*Exercise directions*
Look through the data below, and copy each line that carries the word "RawAnswer".

++++++

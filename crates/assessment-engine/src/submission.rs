//! Turns a raw submission into a stored [`Answer`] with its score field set.

use std::collections::BTreeSet;

use chrono::{DateTime, Utc};
use serde::{Deserialize, Serialize};

use crate::domain::{Answer, Question, QuestionFamily};

/// Respondent input as received from the session UI.
#[derive(Debug, Clone, Default, PartialEq, Serialize, Deserialize)]
pub struct RawAnswer {
    #[serde(default)]
    pub likert_value: Option<i32>,
    #[serde(default)]
    pub selected_option_ids: Vec<String>,
    #[serde(default)]
    pub text_response: Option<String>,
    #[serde(default)]
    pub skipped: bool,
    #[serde(default)]
    pub time_spent_seconds: Option<u32>,
    #[serde(default)]
    pub answered_at: Option<DateTime<Utc>>,
}

pub fn prepare_answer(question: Question, raw: RawAnswer) -> Answer {
    let mut answer = Answer::blank(question);
    answer.skipped = raw.skipped;
    answer.time_spent_seconds = raw.time_spent_seconds;
    answer.answered_at = raw.answered_at;
    if raw.skipped {
        return answer;
    }

    match answer.question.question_type.family() {
        QuestionFamily::Likert | QuestionFamily::Capability => {
            answer.likert_value = raw.likert_value.map(|value| value.clamp(1, 5));
        }
        QuestionFamily::MultipleChoice => {
            answer.score = Some(choice_correctness(&answer.question, &raw.selected_option_ids));
            answer.selected_option_ids = raw.selected_option_ids;
        }
        QuestionFamily::SituationalJudgment => {
            answer.score = judgment_effectiveness(&answer.question, &raw.selected_option_ids);
            answer.selected_option_ids = raw.selected_option_ids;
        }
        QuestionFamily::Text => {
            answer.text_response = raw.text_response;
        }
        QuestionFamily::Unknown => {
            answer.likert_value = raw.likert_value;
            answer.selected_option_ids = raw.selected_option_ids;
            answer.text_response = raw.text_response;
        }
    }

    answer
}

/// Stores a manual rubric grade as a 0-1 score. A non-positive maximum leaves
/// the answer ungraded.
pub fn grade_text_answer(mut answer: Answer, points: f64, max_points: f64) -> Answer {
    if max_points > 0.0 && points.is_finite() {
        answer.score = Some((points / max_points).clamp(0.0, 1.0));
    }
    answer
}

/// Correct when the selection is exactly the set of positively scored options.
fn choice_correctness(question: &Question, selected: &[String]) -> f64 {
    let correct: BTreeSet<&str> = question
        .options
        .iter()
        .filter(|option| option.score.is_some_and(|score| score > 0.0))
        .map(|option| option.id.as_str())
        .collect();
    let chosen: BTreeSet<&str> = selected.iter().map(String::as_str).collect();

    if !correct.is_empty() && correct == chosen {
        1.0
    } else {
        0.0
    }
}

/// Selected option's effectiveness relative to the best available option.
fn judgment_effectiveness(question: &Question, selected: &[String]) -> Option<f64> {
    let chosen = selected.first()?;
    let best = question
        .options
        .iter()
        .filter_map(|option| option.score)
        .fold(0.0_f64, f64::max);
    let score = question
        .options
        .iter()
        .find(|option| &option.id == chosen)
        .and_then(|option| option.score)
        .unwrap_or(0.0);

    if best > 0.0 {
        Some((score / best).clamp(0.0, 1.0))
    } else {
        Some(0.0)
    }
}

++++++

*Solution to this problem*
pub struct RawAnswer {
pub fn prepare_answer(question: Question, raw: RawAnswer) -> Answer {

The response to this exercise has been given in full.